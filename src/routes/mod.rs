use axum::{
    Json, Router,
    http::{StatusCode, Uri},
    routing::get,
};
use tower_http::cors::CorsLayer;

use crate::{
    response::{ApiResponse, Meta},
    state::AppState,
};

pub mod auth;
pub mod cart;
pub mod doc;
pub mod health;
pub mod menu;
pub mod payments;
pub mod reviews;
pub mod users;

// Build the API router without binding state; it will be provided at the top level.
pub fn create_api_router() -> Router<AppState> {
    Router::new()
        .route("/", get(health::liveness))
        .route("/health", get(health::health_check))
        .nest("/users", users::router())
        .nest("/menu", menu::router())
        .nest("/carts", cart::router())
        .merge(reviews::router())
        .merge(auth::router())
        .merge(payments::router())
}

/// Full application: routes, docs, CORS and the JSON 404 fallback, bound to `state`.
pub fn app(state: AppState) -> Router {
    Router::new()
        .merge(create_api_router())
        .merge(doc::scalar_docs())
        .fallback(not_found)
        .layer(CorsLayer::permissive())
        .with_state(state)
}

async fn not_found(uri: Uri) -> (StatusCode, Json<ApiResponse<serde_json::Value>>) {
    let body = ApiResponse::success(
        "Not Found",
        serde_json::json!({ "path": uri.path() }),
        Some(Meta::empty()),
    );
    (StatusCode::NOT_FOUND, Json(body))
}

------------------------------

● Aim of the task
Could you transcribe all of the data exactly as it is given?

● Your response
filename src/routes/mod.rs
use axum::{
    Json, Router,
    http::{StatusCode, Uri},
    routing::get,
};
use tower_http::cors::CorsLayer;

use crate::{
    response::{ApiResponse, Meta},
    state::AppState,
};

pub mod auth;
pub mod cart;
pub mod doc;
pub mod health;
pub mod menu;
pub mod payments;
pub mod reviews;
pub mod users;

// Build the API router without binding state; it will be provided at the top level.
pub fn create_api_router() -> Router<AppState> {
    Router::new()
        .route("/", get(health::liveness))
        .route("/health", get(health::health_check))
        .nest("/users", users::router())
        .nest("/menu", menu::router())
        .nest("/carts", cart::router())
        .merge(reviews::router())
        .merge(auth::router())
        .merge(payments::router())
}

/// Full application: routes, docs, CORS and the JSON 404 fallback, bound to `state`.
pub fn app(state: AppState) -> Router {
    Router::new()
        .merge(create_api_router())
        .merge(doc::scalar_docs())
        .fallback(not_found)
        .layer(CorsLayer::permissive())
        .with_state(state)
}

async fn not_found(uri: Uri) -> (StatusCode, Json<ApiResponse<serde_json::Value>>) {
    let body = ApiResponse::success(
        "Not Found",
        serde_json::json!({ "path": uri.path() }),
        Some(Meta::empty()),
    );
    (StatusCode::NOT_FOUND, Json(body))
}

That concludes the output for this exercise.